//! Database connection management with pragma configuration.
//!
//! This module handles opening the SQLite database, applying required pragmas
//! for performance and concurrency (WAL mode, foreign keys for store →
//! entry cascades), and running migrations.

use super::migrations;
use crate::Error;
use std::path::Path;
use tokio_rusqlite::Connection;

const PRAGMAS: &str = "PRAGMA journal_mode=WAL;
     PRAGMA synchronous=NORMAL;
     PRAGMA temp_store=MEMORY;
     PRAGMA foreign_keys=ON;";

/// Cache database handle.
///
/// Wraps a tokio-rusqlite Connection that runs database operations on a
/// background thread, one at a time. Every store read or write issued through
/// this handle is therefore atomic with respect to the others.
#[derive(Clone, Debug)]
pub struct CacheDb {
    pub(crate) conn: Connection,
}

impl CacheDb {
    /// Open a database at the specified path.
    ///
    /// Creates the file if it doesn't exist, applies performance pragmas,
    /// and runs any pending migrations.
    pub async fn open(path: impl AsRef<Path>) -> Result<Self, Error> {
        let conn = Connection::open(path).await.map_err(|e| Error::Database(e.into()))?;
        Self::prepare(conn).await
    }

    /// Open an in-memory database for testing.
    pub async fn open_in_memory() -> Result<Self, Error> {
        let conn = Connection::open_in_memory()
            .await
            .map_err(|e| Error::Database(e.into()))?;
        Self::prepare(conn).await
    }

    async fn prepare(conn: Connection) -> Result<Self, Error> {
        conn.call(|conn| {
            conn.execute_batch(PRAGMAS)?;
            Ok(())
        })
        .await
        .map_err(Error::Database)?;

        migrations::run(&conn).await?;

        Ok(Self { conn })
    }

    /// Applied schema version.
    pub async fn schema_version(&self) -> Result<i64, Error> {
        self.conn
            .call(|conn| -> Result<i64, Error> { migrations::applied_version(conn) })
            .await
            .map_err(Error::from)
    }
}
== == ==
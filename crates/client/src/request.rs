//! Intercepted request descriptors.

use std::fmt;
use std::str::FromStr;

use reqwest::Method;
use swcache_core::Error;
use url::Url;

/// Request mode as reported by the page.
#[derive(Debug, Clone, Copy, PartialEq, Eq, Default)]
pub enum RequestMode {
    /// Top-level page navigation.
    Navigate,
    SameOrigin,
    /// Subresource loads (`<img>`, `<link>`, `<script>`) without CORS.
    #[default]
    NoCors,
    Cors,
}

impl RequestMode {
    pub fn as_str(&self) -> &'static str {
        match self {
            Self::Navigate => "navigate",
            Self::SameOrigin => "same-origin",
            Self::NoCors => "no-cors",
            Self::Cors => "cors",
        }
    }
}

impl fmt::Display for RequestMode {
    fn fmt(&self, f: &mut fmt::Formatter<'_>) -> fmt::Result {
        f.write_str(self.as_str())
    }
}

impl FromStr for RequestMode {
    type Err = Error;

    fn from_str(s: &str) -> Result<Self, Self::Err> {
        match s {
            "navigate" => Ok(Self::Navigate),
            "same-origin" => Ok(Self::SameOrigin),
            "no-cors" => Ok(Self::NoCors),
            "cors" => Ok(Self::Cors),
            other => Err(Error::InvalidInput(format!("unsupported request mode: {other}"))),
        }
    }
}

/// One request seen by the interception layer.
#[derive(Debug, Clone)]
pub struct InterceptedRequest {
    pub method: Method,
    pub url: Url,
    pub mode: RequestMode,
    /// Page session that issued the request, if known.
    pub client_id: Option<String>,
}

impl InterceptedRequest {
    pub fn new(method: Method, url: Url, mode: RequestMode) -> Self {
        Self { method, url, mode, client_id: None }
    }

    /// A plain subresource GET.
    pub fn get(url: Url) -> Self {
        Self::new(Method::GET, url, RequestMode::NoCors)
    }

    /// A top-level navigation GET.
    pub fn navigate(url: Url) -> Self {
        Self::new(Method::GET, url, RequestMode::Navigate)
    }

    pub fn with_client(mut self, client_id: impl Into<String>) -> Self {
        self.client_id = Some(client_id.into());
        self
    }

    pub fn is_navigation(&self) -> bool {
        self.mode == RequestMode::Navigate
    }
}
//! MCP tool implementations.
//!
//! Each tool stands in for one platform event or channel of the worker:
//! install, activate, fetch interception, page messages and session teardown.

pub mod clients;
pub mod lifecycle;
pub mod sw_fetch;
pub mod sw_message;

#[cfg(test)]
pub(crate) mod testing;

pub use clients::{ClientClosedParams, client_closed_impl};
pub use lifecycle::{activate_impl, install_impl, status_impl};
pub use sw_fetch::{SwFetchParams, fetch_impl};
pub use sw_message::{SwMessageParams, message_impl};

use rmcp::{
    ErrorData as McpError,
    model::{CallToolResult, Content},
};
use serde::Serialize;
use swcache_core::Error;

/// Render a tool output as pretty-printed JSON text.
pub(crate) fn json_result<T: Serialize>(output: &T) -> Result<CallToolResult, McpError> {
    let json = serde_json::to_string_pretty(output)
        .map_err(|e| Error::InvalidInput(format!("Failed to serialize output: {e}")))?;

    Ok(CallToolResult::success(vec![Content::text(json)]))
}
== == ==
● EXERCISE BRIEF
Show every line in the records above that contains the word "testing".

● ANSWER SPACE
    /// Open an in-memory database for testing.
pub(crate) mod testing;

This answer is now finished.